• _Work order_
Go through the records below and copy out every line that contains the word "when".

• _Saved entries_
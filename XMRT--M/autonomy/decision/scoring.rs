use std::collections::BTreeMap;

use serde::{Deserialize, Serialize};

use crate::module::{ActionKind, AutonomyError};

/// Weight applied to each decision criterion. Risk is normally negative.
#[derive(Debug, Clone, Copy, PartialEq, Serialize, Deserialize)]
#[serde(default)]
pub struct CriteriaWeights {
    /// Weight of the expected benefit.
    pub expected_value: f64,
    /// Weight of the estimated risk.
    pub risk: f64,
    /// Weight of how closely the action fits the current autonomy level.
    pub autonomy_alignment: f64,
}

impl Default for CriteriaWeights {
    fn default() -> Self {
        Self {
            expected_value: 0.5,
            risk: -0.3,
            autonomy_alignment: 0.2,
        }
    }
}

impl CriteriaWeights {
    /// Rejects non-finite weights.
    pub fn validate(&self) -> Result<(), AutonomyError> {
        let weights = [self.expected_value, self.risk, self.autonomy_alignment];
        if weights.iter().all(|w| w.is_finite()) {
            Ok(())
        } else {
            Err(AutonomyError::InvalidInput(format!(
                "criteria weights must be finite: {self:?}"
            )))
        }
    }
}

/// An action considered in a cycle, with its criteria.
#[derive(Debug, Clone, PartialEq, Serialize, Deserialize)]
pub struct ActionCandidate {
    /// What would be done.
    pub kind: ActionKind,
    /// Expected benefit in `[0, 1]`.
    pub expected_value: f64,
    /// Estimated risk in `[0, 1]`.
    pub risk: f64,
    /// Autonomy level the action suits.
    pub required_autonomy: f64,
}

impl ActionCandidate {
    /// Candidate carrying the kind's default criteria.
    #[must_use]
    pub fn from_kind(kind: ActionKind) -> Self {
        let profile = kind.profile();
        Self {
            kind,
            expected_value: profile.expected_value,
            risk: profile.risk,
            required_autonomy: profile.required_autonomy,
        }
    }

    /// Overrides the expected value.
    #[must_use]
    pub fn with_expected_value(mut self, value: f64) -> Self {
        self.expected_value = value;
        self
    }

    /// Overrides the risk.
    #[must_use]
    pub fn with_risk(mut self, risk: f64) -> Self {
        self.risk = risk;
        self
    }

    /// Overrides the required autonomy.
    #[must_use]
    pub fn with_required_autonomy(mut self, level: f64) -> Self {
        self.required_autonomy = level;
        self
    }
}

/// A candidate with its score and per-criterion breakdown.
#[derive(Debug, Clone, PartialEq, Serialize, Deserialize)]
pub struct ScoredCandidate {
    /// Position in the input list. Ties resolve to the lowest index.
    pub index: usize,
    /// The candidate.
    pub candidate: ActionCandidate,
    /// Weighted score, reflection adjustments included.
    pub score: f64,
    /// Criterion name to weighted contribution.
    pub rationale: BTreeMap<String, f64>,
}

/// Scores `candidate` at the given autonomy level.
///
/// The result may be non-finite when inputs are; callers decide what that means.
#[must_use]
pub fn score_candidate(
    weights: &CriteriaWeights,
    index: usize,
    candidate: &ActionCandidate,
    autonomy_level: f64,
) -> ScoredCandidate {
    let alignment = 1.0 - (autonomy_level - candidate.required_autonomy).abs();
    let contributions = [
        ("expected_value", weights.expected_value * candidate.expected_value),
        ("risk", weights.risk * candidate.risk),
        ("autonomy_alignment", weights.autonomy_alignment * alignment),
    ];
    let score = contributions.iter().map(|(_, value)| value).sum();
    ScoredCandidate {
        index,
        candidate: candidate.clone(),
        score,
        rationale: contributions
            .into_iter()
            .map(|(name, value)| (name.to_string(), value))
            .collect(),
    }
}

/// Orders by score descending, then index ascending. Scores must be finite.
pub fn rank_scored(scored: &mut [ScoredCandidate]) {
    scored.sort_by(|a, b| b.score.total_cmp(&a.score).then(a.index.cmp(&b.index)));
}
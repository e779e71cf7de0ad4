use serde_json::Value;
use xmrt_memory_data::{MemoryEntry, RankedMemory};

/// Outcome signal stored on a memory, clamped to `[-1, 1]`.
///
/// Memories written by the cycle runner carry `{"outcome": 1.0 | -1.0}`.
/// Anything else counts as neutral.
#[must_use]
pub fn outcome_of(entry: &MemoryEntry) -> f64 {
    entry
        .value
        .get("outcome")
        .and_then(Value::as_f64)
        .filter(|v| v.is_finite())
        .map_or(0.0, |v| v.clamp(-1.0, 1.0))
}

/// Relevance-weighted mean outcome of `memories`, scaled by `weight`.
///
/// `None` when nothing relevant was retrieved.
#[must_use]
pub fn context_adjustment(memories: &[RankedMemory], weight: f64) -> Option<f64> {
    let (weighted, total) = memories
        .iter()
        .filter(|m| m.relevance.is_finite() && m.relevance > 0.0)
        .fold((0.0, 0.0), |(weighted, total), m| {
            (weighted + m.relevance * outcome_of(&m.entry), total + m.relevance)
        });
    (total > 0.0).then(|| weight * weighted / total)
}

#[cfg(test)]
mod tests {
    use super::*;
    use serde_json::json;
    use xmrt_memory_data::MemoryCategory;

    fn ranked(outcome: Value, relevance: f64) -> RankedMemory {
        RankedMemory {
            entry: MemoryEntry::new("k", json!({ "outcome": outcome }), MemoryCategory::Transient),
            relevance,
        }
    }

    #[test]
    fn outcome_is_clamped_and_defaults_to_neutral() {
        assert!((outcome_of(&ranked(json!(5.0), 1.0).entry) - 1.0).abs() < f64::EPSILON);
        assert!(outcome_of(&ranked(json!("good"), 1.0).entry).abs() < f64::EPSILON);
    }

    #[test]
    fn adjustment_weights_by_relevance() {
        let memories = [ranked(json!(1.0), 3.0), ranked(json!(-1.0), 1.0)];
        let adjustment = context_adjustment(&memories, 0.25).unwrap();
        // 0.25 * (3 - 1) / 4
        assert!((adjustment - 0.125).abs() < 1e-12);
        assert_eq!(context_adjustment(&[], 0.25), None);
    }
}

• _Finished task_
/// The result may be non-finite when inputs are; callers decide what that means.
/// `None` when nothing relevant was retrieved.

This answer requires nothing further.